**Exercise aim:** Only the lines below from the one containing "pub struct InfoArgs" to the one containing "let matches = match" should be repeated, both included and unchanged.

**Information provided:**
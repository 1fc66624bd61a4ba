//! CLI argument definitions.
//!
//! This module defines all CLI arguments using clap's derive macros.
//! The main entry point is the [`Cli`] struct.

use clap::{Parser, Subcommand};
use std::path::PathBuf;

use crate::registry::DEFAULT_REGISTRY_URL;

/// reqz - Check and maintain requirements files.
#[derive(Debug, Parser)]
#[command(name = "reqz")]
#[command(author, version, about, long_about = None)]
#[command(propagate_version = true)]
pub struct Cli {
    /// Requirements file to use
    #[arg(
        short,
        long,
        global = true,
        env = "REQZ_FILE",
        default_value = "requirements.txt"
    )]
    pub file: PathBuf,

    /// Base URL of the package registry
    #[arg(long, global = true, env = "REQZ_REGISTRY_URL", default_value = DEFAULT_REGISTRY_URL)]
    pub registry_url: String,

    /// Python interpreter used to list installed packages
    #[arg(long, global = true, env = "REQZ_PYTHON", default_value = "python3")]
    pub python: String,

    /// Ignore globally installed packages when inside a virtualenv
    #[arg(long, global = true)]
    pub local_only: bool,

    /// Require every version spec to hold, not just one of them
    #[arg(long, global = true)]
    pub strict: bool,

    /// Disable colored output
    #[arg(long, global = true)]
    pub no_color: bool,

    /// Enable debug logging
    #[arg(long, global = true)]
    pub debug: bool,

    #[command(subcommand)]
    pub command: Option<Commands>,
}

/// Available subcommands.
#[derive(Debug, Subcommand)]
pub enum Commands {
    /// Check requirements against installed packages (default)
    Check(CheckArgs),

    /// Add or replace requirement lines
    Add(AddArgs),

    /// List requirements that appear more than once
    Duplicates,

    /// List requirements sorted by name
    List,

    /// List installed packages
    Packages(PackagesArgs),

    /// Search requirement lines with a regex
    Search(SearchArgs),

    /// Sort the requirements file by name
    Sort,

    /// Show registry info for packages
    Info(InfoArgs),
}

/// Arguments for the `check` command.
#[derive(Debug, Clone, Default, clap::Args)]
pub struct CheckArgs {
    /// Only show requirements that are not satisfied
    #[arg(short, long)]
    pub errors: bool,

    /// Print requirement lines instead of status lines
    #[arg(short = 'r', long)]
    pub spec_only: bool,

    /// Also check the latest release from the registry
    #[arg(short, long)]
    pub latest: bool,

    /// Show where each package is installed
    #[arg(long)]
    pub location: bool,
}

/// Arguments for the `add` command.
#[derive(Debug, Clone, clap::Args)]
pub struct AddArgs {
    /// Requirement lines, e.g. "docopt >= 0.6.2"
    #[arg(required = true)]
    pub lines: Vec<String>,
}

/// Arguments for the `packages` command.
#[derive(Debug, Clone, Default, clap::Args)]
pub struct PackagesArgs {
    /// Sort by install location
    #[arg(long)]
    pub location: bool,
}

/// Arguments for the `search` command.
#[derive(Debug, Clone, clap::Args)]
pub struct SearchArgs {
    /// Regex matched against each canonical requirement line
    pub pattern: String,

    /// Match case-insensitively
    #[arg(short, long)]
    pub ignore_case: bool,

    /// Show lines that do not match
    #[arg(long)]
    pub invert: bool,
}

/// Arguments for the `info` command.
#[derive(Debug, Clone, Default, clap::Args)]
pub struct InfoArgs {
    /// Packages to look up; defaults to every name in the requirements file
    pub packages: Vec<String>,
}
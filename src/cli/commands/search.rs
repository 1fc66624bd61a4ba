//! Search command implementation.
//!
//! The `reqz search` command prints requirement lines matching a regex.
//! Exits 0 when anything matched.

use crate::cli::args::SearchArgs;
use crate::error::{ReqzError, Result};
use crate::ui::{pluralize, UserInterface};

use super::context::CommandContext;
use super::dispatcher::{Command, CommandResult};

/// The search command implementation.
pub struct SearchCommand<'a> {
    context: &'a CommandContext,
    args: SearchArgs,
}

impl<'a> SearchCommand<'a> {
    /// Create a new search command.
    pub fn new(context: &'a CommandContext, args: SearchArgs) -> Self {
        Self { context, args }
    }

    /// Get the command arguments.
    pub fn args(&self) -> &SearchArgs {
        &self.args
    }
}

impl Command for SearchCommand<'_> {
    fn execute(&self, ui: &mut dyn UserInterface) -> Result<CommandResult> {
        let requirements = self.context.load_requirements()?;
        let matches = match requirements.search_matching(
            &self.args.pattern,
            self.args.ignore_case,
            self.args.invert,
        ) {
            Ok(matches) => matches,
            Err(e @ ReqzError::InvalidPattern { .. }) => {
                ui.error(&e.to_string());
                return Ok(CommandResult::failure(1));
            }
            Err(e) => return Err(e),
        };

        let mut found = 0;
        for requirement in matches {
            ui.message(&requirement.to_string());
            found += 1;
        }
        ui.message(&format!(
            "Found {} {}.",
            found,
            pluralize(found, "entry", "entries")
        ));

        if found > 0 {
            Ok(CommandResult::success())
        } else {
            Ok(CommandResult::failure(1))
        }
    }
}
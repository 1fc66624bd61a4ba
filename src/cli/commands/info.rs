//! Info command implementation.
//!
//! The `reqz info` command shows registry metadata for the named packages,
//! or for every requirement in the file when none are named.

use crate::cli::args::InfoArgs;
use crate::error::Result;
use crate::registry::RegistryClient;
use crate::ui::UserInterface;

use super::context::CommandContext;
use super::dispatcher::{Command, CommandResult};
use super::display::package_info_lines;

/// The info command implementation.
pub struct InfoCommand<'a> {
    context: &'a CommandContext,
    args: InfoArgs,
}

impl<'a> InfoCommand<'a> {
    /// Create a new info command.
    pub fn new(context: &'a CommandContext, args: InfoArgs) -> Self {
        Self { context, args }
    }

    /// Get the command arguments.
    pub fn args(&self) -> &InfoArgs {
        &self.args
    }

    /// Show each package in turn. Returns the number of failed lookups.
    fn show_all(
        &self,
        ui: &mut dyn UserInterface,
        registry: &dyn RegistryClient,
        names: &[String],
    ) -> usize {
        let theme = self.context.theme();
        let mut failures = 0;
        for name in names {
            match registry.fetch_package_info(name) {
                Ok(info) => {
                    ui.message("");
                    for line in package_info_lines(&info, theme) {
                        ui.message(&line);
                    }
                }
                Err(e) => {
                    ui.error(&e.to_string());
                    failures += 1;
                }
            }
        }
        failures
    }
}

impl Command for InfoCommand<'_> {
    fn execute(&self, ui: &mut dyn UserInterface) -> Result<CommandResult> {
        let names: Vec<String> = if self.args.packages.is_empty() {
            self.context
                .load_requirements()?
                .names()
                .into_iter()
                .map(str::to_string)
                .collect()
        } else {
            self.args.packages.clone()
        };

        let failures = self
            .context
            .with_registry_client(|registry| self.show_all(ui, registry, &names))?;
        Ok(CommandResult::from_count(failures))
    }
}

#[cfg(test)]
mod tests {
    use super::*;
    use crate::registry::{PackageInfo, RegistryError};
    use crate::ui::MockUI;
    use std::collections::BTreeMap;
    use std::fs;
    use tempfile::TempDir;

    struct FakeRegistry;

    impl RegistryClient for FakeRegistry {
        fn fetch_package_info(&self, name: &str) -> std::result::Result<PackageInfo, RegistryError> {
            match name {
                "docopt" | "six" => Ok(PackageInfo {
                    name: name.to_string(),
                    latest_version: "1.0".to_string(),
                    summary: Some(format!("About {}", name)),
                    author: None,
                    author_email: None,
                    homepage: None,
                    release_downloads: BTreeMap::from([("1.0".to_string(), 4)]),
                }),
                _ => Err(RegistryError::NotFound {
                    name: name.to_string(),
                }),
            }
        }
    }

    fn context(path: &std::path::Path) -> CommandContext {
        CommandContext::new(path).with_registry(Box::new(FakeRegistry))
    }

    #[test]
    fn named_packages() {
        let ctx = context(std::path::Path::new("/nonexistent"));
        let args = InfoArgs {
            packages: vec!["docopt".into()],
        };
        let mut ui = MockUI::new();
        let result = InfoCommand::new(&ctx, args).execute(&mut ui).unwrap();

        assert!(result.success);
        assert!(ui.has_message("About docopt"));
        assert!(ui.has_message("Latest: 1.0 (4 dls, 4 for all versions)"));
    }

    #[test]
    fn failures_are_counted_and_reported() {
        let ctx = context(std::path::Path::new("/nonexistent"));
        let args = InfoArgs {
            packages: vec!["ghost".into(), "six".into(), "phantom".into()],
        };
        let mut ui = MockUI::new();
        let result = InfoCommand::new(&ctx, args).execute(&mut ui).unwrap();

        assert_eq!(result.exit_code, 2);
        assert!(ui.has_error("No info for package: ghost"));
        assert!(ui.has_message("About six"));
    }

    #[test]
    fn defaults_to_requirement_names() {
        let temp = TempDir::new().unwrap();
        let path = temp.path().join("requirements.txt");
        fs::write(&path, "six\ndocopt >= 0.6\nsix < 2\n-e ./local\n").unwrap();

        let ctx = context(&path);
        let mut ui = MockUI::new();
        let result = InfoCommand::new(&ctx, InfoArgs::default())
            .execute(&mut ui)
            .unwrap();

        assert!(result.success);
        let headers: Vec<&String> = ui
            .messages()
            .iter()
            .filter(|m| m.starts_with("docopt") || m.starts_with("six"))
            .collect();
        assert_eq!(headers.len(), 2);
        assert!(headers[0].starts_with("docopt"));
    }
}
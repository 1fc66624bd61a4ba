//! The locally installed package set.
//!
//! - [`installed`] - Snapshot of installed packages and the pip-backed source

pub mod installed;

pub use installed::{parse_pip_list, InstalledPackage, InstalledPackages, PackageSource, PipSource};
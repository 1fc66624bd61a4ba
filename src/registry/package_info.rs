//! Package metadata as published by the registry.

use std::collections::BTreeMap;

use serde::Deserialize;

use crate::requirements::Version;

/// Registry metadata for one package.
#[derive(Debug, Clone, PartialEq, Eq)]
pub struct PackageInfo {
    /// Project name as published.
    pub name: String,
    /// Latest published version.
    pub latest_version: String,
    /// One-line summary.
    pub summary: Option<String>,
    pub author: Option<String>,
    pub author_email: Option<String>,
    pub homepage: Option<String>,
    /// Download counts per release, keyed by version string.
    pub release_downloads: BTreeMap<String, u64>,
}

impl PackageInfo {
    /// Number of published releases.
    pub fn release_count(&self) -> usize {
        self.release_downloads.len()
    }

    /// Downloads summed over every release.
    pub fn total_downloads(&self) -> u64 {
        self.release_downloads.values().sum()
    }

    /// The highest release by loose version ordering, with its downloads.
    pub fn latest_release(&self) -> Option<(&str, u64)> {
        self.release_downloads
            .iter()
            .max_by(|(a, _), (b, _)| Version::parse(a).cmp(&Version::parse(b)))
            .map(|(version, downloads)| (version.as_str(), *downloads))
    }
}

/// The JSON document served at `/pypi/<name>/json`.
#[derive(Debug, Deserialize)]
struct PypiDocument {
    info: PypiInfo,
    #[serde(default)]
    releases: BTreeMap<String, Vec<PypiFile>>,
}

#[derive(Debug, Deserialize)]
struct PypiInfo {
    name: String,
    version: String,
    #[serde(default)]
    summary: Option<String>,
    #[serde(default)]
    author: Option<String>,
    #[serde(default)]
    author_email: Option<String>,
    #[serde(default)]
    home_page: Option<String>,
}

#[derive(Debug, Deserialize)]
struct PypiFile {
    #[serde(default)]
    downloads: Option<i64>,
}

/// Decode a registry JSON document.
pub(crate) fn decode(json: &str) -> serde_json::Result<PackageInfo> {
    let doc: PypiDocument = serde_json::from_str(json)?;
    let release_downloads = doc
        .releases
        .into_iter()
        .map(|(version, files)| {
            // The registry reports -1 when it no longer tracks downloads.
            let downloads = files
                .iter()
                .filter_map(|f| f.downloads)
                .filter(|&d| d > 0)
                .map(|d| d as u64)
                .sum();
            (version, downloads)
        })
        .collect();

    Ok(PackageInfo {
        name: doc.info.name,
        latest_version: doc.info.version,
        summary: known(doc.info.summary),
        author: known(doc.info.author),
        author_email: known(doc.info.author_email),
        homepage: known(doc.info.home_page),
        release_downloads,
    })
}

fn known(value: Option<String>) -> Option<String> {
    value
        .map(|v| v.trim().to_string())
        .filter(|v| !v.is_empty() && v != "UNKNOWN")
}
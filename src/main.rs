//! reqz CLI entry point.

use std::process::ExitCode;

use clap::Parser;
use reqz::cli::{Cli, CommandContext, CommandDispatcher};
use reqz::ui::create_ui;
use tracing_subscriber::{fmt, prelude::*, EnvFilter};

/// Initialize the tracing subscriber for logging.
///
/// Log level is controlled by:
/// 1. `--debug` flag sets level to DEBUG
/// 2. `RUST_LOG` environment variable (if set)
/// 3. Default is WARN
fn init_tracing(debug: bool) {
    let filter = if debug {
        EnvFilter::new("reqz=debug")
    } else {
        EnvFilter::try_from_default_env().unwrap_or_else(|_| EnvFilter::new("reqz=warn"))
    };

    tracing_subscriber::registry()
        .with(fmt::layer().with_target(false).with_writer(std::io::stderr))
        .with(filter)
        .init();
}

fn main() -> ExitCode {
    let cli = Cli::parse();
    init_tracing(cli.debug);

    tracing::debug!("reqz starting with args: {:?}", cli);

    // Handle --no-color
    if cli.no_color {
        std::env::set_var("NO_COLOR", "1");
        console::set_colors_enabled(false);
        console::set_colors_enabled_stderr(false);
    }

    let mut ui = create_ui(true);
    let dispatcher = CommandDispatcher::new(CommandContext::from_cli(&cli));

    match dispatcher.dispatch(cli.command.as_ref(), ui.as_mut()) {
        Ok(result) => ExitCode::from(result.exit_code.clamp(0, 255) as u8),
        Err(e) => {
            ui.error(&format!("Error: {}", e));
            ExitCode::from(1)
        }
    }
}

**Finished task:**
pub struct InfoArgs {
    /// Packages to look up; defaults to every name in the requirements file
    pub packages: Vec<String>,
}
filename src/cli/commands/search.rs
repository 1fc66624bd61a4ba
//! Search command implementation.
//!
//! The `reqz search` command prints requirement lines matching a regex.
//! Exits 0 when anything matched.

use crate::cli::args::SearchArgs;
use crate::error::{ReqzError, Result};
use crate::ui::{pluralize, UserInterface};

use super::context::CommandContext;
use super::dispatcher::{Command, CommandResult};

/// The search command implementation.
pub struct SearchCommand<'a> {
    context: &'a CommandContext,
    args: SearchArgs,
}

impl<'a> SearchCommand<'a> {
    /// Create a new search command.
    pub fn new(context: &'a CommandContext, args: SearchArgs) -> Self {
        Self { context, args }
    }

    /// Get the command arguments.
    pub fn args(&self) -> &SearchArgs {
        &self.args
    }
}

impl Command for SearchCommand<'_> {
    fn execute(&self, ui: &mut dyn UserInterface) -> Result<CommandResult> {
        let requirements = self.context.load_requirements()?;
        let matches = match requirements.search_matching(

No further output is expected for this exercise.